Task to carry out: Among the lines of the data, copy those that hold "FormContext".

Data:

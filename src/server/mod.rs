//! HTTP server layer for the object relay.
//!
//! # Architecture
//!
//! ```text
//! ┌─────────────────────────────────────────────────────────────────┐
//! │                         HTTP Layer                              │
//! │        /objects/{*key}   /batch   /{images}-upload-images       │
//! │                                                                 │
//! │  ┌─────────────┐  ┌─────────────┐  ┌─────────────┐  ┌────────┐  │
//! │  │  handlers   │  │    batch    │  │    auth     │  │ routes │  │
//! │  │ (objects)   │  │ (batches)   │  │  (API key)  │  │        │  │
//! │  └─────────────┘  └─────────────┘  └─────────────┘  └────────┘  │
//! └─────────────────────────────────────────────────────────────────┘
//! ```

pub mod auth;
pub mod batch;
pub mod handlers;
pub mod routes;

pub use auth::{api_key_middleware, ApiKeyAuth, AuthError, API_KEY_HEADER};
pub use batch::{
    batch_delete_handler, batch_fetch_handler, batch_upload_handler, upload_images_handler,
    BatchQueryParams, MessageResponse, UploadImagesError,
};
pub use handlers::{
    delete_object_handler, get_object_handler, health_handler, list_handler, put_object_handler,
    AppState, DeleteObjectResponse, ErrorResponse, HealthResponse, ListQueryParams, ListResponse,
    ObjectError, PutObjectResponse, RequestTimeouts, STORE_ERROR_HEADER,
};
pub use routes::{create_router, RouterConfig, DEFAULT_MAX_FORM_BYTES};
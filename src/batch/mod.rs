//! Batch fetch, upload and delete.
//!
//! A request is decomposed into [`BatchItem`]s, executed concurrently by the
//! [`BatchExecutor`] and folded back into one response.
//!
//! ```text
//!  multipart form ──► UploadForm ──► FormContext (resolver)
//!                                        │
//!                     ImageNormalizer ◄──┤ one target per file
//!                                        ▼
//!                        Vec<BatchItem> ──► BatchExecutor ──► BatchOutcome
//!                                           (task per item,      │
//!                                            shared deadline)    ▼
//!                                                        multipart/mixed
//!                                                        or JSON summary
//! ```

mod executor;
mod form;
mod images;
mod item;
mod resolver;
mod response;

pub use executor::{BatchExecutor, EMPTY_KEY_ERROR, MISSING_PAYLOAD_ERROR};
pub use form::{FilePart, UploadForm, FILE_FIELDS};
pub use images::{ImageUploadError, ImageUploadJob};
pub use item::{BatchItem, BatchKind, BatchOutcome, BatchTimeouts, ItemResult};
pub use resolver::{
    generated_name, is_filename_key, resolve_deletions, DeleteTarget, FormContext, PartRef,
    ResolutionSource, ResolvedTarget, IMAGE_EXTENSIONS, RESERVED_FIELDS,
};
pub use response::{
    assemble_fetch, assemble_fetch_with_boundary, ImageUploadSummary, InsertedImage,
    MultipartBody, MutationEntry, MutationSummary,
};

--

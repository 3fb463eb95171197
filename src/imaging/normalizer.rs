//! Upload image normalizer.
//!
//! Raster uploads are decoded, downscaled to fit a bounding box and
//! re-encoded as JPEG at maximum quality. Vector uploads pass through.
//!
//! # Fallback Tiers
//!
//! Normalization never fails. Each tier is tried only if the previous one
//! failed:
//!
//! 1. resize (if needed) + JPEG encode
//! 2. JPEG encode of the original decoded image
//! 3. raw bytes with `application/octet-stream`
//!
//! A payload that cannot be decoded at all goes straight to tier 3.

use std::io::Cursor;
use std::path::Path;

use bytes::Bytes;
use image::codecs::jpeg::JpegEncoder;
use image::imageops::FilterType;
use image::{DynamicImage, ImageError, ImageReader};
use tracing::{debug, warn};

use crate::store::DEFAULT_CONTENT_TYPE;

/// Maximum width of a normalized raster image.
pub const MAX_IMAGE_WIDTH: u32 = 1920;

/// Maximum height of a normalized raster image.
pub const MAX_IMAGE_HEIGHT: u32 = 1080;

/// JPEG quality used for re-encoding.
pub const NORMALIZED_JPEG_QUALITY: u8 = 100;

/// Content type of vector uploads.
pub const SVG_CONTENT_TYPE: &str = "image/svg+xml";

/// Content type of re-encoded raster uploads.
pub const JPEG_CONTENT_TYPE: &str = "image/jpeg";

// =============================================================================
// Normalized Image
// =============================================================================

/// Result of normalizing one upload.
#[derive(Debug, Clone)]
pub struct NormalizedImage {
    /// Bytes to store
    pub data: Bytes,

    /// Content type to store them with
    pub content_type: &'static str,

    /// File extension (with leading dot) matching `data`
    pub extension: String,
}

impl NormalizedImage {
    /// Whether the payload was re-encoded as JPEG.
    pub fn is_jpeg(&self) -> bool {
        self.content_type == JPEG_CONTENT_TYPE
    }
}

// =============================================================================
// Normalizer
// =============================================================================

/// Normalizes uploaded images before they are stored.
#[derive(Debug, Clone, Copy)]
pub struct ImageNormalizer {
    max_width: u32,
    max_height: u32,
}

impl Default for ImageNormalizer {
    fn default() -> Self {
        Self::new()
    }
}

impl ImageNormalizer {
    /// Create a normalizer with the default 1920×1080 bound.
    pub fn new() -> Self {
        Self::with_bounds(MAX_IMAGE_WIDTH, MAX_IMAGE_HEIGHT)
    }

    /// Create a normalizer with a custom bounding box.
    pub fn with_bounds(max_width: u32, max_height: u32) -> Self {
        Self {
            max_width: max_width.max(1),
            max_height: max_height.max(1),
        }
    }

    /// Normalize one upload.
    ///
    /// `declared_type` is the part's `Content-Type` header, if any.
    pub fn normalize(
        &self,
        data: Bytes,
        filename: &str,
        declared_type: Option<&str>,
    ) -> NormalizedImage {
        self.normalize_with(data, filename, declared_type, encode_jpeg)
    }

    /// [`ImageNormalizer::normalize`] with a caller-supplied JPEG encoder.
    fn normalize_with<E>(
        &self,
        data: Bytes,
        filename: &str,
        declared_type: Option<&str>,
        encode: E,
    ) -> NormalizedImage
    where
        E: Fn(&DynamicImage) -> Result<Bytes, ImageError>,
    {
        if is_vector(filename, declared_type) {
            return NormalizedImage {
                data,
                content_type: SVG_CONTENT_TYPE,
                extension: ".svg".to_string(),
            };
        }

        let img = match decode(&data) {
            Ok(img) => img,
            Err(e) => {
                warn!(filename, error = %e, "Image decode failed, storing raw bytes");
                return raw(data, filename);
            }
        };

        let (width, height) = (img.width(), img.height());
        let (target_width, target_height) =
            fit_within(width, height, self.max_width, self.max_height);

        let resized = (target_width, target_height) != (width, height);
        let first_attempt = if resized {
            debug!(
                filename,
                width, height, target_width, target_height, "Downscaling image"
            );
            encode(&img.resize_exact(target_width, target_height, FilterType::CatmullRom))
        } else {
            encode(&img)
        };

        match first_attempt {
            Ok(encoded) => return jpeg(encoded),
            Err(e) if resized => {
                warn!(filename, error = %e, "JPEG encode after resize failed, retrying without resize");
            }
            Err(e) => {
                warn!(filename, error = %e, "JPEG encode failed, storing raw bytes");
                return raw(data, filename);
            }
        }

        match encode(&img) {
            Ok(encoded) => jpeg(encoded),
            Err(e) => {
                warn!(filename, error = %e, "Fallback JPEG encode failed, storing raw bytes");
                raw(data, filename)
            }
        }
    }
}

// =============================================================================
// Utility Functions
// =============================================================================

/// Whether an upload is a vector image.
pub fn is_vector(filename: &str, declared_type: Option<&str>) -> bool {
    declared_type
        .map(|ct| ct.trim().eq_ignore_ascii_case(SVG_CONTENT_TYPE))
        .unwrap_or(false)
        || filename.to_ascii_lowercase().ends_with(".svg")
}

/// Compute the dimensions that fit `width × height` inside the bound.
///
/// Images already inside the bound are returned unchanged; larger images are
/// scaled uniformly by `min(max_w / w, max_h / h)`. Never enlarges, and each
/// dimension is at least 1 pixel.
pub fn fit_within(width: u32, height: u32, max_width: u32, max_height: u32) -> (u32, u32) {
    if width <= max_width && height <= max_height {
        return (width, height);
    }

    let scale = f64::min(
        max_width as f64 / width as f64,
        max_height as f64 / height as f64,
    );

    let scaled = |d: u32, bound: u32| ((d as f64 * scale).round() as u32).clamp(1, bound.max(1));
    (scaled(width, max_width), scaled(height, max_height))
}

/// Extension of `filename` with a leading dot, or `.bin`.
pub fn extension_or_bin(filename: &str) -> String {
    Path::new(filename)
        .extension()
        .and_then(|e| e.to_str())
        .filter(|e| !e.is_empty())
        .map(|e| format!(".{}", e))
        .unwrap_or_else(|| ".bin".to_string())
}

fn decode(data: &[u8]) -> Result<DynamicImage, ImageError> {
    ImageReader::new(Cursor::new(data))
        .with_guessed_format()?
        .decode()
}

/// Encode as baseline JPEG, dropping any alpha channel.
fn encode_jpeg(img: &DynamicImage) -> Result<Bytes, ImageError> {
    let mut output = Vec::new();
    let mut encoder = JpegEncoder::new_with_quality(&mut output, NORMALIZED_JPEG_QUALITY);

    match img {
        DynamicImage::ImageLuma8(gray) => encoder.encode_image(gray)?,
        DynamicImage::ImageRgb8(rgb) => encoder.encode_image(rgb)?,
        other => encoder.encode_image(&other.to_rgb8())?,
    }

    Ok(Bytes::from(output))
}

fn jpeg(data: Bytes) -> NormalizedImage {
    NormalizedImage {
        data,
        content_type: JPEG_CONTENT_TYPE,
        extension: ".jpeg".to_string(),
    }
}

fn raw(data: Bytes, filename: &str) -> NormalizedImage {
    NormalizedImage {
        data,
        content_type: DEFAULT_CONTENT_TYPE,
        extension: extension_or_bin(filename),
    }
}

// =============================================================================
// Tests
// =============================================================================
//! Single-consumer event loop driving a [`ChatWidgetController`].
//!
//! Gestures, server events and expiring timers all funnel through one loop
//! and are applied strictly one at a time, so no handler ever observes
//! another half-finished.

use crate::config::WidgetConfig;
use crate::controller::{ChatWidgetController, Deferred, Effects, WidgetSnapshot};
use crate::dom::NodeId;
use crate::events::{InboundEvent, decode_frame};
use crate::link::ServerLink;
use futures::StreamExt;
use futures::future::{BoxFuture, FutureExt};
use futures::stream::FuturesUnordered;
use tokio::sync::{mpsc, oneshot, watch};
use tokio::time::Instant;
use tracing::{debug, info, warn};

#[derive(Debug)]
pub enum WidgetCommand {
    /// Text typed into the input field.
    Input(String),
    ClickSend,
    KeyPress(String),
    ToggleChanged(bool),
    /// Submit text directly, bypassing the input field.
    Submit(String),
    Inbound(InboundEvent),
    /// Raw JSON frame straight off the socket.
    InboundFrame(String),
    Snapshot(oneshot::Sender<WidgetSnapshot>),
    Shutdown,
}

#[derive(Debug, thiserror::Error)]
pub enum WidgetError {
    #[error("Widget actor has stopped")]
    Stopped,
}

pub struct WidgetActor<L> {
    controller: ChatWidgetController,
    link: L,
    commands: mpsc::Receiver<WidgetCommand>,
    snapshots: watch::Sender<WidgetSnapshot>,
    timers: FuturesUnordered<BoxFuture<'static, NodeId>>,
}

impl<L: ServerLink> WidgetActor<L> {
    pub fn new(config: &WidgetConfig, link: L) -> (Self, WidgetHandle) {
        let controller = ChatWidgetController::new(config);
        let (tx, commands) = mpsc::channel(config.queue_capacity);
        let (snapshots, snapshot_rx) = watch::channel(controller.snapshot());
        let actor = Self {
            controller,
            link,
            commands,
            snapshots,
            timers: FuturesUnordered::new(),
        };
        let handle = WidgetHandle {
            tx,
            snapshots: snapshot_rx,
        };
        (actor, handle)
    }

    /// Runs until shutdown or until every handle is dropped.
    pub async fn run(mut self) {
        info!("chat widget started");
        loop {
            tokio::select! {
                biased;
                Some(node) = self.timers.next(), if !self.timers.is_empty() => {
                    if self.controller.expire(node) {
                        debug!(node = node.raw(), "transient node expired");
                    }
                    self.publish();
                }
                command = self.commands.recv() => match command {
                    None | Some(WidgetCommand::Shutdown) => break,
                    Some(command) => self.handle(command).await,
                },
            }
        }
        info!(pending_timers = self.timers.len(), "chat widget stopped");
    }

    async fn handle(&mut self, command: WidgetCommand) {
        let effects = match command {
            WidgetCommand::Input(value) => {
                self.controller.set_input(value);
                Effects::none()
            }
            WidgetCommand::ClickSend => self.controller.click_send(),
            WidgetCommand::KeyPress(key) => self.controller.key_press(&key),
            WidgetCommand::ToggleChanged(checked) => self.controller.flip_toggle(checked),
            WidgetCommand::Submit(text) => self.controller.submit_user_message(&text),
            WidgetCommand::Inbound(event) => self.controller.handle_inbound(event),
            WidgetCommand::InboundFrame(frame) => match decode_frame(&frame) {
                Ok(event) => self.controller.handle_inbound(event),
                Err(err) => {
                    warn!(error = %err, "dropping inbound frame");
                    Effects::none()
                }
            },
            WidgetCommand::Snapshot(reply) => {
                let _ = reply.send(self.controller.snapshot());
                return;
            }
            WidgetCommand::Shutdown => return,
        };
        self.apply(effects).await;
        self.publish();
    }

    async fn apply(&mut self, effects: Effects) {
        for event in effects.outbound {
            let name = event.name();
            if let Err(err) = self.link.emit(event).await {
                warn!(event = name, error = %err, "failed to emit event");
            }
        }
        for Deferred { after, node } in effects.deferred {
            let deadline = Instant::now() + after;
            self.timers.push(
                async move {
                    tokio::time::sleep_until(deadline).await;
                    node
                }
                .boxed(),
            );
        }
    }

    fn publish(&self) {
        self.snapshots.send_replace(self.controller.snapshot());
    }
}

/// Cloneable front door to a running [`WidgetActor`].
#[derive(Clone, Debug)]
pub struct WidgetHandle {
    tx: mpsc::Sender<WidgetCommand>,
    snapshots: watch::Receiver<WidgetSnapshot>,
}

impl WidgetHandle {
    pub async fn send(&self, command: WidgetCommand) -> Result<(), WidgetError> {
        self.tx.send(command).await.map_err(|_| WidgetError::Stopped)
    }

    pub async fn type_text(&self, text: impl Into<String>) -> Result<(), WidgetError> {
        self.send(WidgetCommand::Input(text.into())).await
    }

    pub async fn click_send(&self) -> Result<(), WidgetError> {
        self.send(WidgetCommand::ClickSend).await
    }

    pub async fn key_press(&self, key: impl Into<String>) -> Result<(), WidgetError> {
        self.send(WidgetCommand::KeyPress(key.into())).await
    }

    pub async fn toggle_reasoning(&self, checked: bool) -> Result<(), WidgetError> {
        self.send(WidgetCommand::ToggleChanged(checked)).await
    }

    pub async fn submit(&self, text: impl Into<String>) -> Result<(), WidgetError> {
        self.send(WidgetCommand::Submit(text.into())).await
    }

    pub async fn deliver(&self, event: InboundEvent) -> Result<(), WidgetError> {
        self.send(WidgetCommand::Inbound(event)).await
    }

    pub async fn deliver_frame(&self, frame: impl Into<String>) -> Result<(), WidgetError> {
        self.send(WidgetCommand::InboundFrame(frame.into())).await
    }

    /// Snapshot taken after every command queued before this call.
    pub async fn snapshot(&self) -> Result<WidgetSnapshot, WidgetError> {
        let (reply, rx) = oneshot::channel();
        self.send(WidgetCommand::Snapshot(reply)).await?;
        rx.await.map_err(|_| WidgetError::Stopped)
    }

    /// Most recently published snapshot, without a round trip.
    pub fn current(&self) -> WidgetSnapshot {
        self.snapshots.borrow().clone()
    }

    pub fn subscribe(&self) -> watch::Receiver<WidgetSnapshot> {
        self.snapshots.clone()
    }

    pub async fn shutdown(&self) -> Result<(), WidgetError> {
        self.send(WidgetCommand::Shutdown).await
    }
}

Response box:
//!  multipart form ──► UploadForm ──► FormContext (resolver)
    generated_name, is_filename_key, resolve_deletions, DeleteTarget, FormContext, PartRef,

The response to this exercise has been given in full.